7te See ist ein Abenteuerrollenspiel in einer Mantel & Degen Welt. Die Welt Théah gleicht in vielen Punkten unserer eigenen Welt zur Zeit der Seefahrer, Piraten und Musketiere. Die Spieler schlüpfen bei 7te See in die Rollen von Helden. Wie die literarischen Vorbilder legen die Spielern Schurken das Handwerk und sorgen dafür, dass am Ende mal wieder alles gut wird.

Wer als Spieler böse Taten begeht verliert über kurz oder lang seinen Charakter. Das widerstrebt einigen, mich stört das aber nicht.

Was für Unterschiede gibt es denn zu unserer Welt?

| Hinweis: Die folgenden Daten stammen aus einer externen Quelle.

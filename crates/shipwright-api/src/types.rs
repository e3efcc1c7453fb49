//! Wire types for the workflow, repository and approval endpoints

use serde::{Deserialize, Serialize};
use std::fmt;
use std::str::FromStr;

/// Kind of release the workflow should cut
#[derive(Debug, Clone, Copy, PartialEq, Eq, Hash, Serialize, Deserialize)]
#[serde(rename_all = "lowercase")]
pub enum ReleaseType {
    Release,
    Hotfix,
}

impl ReleaseType {
    pub fn as_str(&self) -> &'static str {
        match self {
            ReleaseType::Release => "release",
            ReleaseType::Hotfix => "hotfix",
        }
    }
}

impl fmt::Display for ReleaseType {
    fn fmt(&self, f: &mut fmt::Formatter<'_>) -> fmt::Result {
        f.write_str(self.as_str())
    }
}

impl FromStr for ReleaseType {
    type Err = String;

    fn from_str(s: &str) -> std::result::Result<Self, Self::Err> {
        match s.trim().to_lowercase().as_str() {
            "release" => Ok(ReleaseType::Release),
            "hotfix" => Ok(ReleaseType::Hotfix),
            other => Err(format!("unknown release type '{}' (expected release or hotfix)", other)),
        }
    }
}

/// Body of the request that starts a workflow
#[derive(Debug, Clone, Default, PartialEq, Serialize, Deserialize)]
pub struct SendRequest {
    pub message: String,
    pub session_id: String,
    #[serde(default, skip_serializing_if = "Vec::is_empty")]
    pub repositories: Vec<String>,
    #[serde(default, skip_serializing_if = "Option::is_none")]
    pub release_type: Option<ReleaseType>,
    #[serde(default, skip_serializing_if = "Option::is_none")]
    pub sprint_name: Option<String>,
    #[serde(default, skip_serializing_if = "Option::is_none")]
    pub fix_version: Option<String>,
}

/// Response to a send request
#[derive(Debug, Clone, Default, PartialEq, Serialize, Deserialize)]
pub struct SendResponse {
    #[serde(default)]
    pub data: Option<SendData>,
    #[serde(default)]
    pub message: Option<String>,
}

impl SendResponse {
    /// The workflow started by this request, if any
    pub fn workflow_id(&self) -> Option<&str> {
        self.data
            .as_ref()
            .and_then(|d| d.workflow_id.as_deref())
            .filter(|id| !id.is_empty())
    }
}

#[derive(Debug, Clone, Default, PartialEq, Serialize, Deserialize)]
pub struct SendData {
    #[serde(default)]
    pub workflow_id: Option<String>,
}

/// Lifecycle state reported by the workflow engine
#[derive(Debug, Clone, Copy, Default, PartialEq, Eq, Serialize, Deserialize)]
#[serde(rename_all = "lowercase")]
pub enum WorkflowState {
    Pending,
    Running,
    Completed,
    Failed,
    /// Anything the engine reports that the client does not act on
    #[default]
    #[serde(other)]
    Other,
}

/// Origin of an event in the workflow's message log
#[derive(Debug, Clone, Copy, Default, PartialEq, Eq, Serialize, Deserialize)]
pub enum MessageKind {
    #[serde(rename = "AIMessage")]
    Ai,
    #[serde(rename = "ToolMessage")]
    Tool,
    #[default]
    #[serde(other)]
    Other,
}

/// One entry of the workflow's message log
#[derive(Debug, Clone, Default, PartialEq, Serialize, Deserialize)]
pub struct WorkflowMessage {
    #[serde(rename = "type", default)]
    pub kind: MessageKind,
    #[serde(default)]
    pub content: Option<String>,
}

impl WorkflowMessage {
    pub fn ai(content: impl Into<String>) -> Self {
        Self {
            kind: MessageKind::Ai,
            content: Some(content.into()),
        }
    }

    pub fn tool(content: impl Into<String>) -> Self {
        Self {
            kind: MessageKind::Tool,
            content: Some(content.into()),
        }
    }

    /// Content, if present and non-empty
    pub fn text(&self) -> Option<&str> {
        self.content.as_deref().filter(|c| !c.is_empty())
    }
}

/// Status snapshot of a workflow
#[derive(Debug, Clone, Default, PartialEq, Serialize, Deserialize)]
pub struct WorkflowStatus {
    #[serde(default)]
    pub messages: Vec<WorkflowMessage>,
    #[serde(default)]
    pub status: WorkflowState,
    #[serde(default)]
    pub is_running: bool,
}

impl WorkflowStatus {
    /// Terminal only when the engine reports a final state *and* has stopped
    /// running; a `completed` workflow that is still running may resume.
    pub fn is_terminal(&self) -> bool {
        matches!(self.status, WorkflowState::Completed | WorkflowState::Failed) && !self.is_running
    }
}

/// Entry in the repository directory
#[derive(Debug, Clone, PartialEq, Eq, Serialize, Deserialize)]
pub struct Repository {
    pub id: String,
    pub name: String,
    pub url: String,
}

/// Approval state of a workflow waiting on a human
#[derive(Debug, Clone, Default, PartialEq, Serialize, Deserialize)]
pub struct ApprovalStatus {
    #[serde(default)]
    pub workflow_id: String,
    #[serde(default)]
    pub pending: bool,
    #[serde(default)]
    pub prompt: Option<String>,
}

/// A human decision on a pending approval
#[derive(Debug, Clone, PartialEq, Serialize, Deserialize)]
pub struct ApprovalDecision {
    pub approved: bool,
    #[serde(default, skip_serializing_if = "Option::is_none")]
    pub comment: Option<String>,
}
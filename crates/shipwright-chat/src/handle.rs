//! Per-send handle for cancelling or awaiting one send/poll cycle.

use serde::{Deserialize, Serialize};
use tokio::task::JoinHandle;
use tokio_util::sync::CancellationToken;
use uuid::Uuid;

use crate::error::{Error, Result};

/// How a send/poll cycle ended
#[derive(Debug, Clone, PartialEq, Eq, Serialize, Deserialize)]
#[serde(tag = "kind", rename_all = "snake_case")]
pub enum CycleOutcome {
    /// The backend answered directly without starting a workflow
    Answered,
    /// The workflow finished with status `completed`
    Completed { workflow_id: String },
    /// The workflow finished with status `failed`
    Failed { workflow_id: String },
    /// Polling gave up after too many consecutive transport errors
    RetriesExhausted {
        workflow_id: String,
        last_error: String,
    },
    /// The initial send request failed
    SendFailed { error: String },
    /// The cycle was cancelled; the message keeps its last streamed state
    Cancelled,
}

impl CycleOutcome {
    /// Whether the outcome should be surfaced as an error
    pub fn is_error(&self) -> bool {
        matches!(
            self,
            CycleOutcome::RetriesExhausted { .. } | CycleOutcome::SendFailed { .. }
        )
    }

    /// Text for the error observer, if the outcome is an error
    pub fn error_message(&self) -> Option<String> {
        match self {
            CycleOutcome::RetriesExhausted {
                workflow_id,
                last_error,
            } => Some(format!(
                "Gave up polling workflow {}: {}",
                workflow_id, last_error
            )),
            CycleOutcome::SendFailed { error } => Some(format!("Failed to send message: {}", error)),
            _ => None,
        }
    }
}

/// Handle to one in-flight send/poll cycle.
///
/// Dropping the handle detaches from the cycle; it keeps running until it
/// reaches a final state or is cancelled through the reconciler.
#[derive(Debug)]
pub struct CycleHandle {
    message_id: Uuid,
    cancel: CancellationToken,
    task: JoinHandle<CycleOutcome>,
}

impl CycleHandle {
    pub(crate) fn new(message_id: Uuid, cancel: CancellationToken, task: JoinHandle<CycleOutcome>) -> Self {
        Self {
            message_id,
            cancel,
            task,
        }
    }

    /// Id of the assistant message this cycle streams into
    pub fn message_id(&self) -> Uuid {
        self.message_id
    }

    /// Cancel this cycle. Idempotent.
    pub fn cancel(&self) {
        self.cancel.cancel();
    }

    pub fn is_cancelled(&self) -> bool {
        self.cancel.is_cancelled()
    }

    /// Wait for the cycle to reach a final state.
    ///
    /// The outcome is the one the reconciler settled on, so it always agrees
    /// with the `CycleEnded` event for this cycle.
    pub async fn join(self) -> Result<CycleOutcome> {
        self.task.await.map_err(|e| Error::Cycle(e.to_string()))
    }
}
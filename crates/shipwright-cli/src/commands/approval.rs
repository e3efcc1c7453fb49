//! /approve and /reject - answer a workflow waiting on a human

use super::CommandResult;

pub struct ApprovalCommand;

impl ApprovalCommand {
    pub fn decide(approved: bool, args: &str) -> CommandResult {
        CommandResult::Decide {
            approved,
            comment: (!args.is_empty()).then(|| args.to_string()),
        }
    }
}
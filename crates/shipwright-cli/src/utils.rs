//! Shared utilities

/// Truncate a string to `max` characters, appending "..." if truncated.
/// Operates on Unicode char boundaries, not bytes.
pub fn truncate_chars(s: &str, max: usize) -> String {
    let mut chars = s.chars();
    let truncated: String = chars.by_ref().take(max).collect();
    if chars.next().is_some() {
        format!("{}...", truncated)
    } else {
        truncated
    }
}

/// Single-line preview of message content for listings
pub fn preview(content: &str, max: usize) -> String {
    let flat = content.split_whitespace().collect::<Vec<_>>().join(" ");
    truncate_chars(&flat, max)
}
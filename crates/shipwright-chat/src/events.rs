//! Reconciler event types

use serde::{Deserialize, Serialize};
use uuid::Uuid;

use crate::{conversation::ChatMessage, handle::CycleOutcome};

/// Events emitted while the reconciler drives a conversation
#[derive(Debug, Clone, Serialize, Deserialize)]
#[serde(tag = "type", rename_all = "snake_case")]
pub enum ChatEvent {
    /// A message was appended to the conversation
    MessageAdded { message: ChatMessage },

    /// A message's content or streaming flag changed
    MessageUpdated { message: ChatMessage },

    /// The backend started a workflow for the message
    WorkflowStarted {
        message_id: Uuid,
        workflow_id: String,
    },

    /// A send/poll cycle reached a final state
    CycleEnded {
        message_id: Uuid,
        outcome: CycleOutcome,
    },

    /// The conversation was emptied
    Cleared,

    /// A user-visible error occurred
    Error { message: String },
}

impl ChatEvent {
    /// Check if this event ends a cycle
    pub fn is_terminal(&self) -> bool {
        matches!(self, ChatEvent::CycleEnded { .. })
    }
}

  • Zauberei und so manches Monster existiert
  • Die Nationen haben andere Namen und ein paar geschichtliche Unterschiede
  • Die Katholische Kirche ist hier die Vaticinische Kirche
  • Überall verstreut gibt es Ruinen einer untergegangenen Zivilisation

 Was erwartet dich im Buch?

Nach dem ersten Kapitel „Willkommen bei 7te See“ folgt im Regelwerk erst einmal ein Überblick über die Länder Théahs.

Théah

In diesem Kapitel erfährt man alles über die Länder Théahs. Dabei bekommt man zu jedem der Länder einen Überblick über die Kultur des Landes, gebräuchliche Namen, Kleidung, Währung, Gebräuche, Kunst und Musik, Religion, die Regierung und das Militär. Abschließend gibt es immer einen Überblick über die Beziehungen zu den anderen Nationen.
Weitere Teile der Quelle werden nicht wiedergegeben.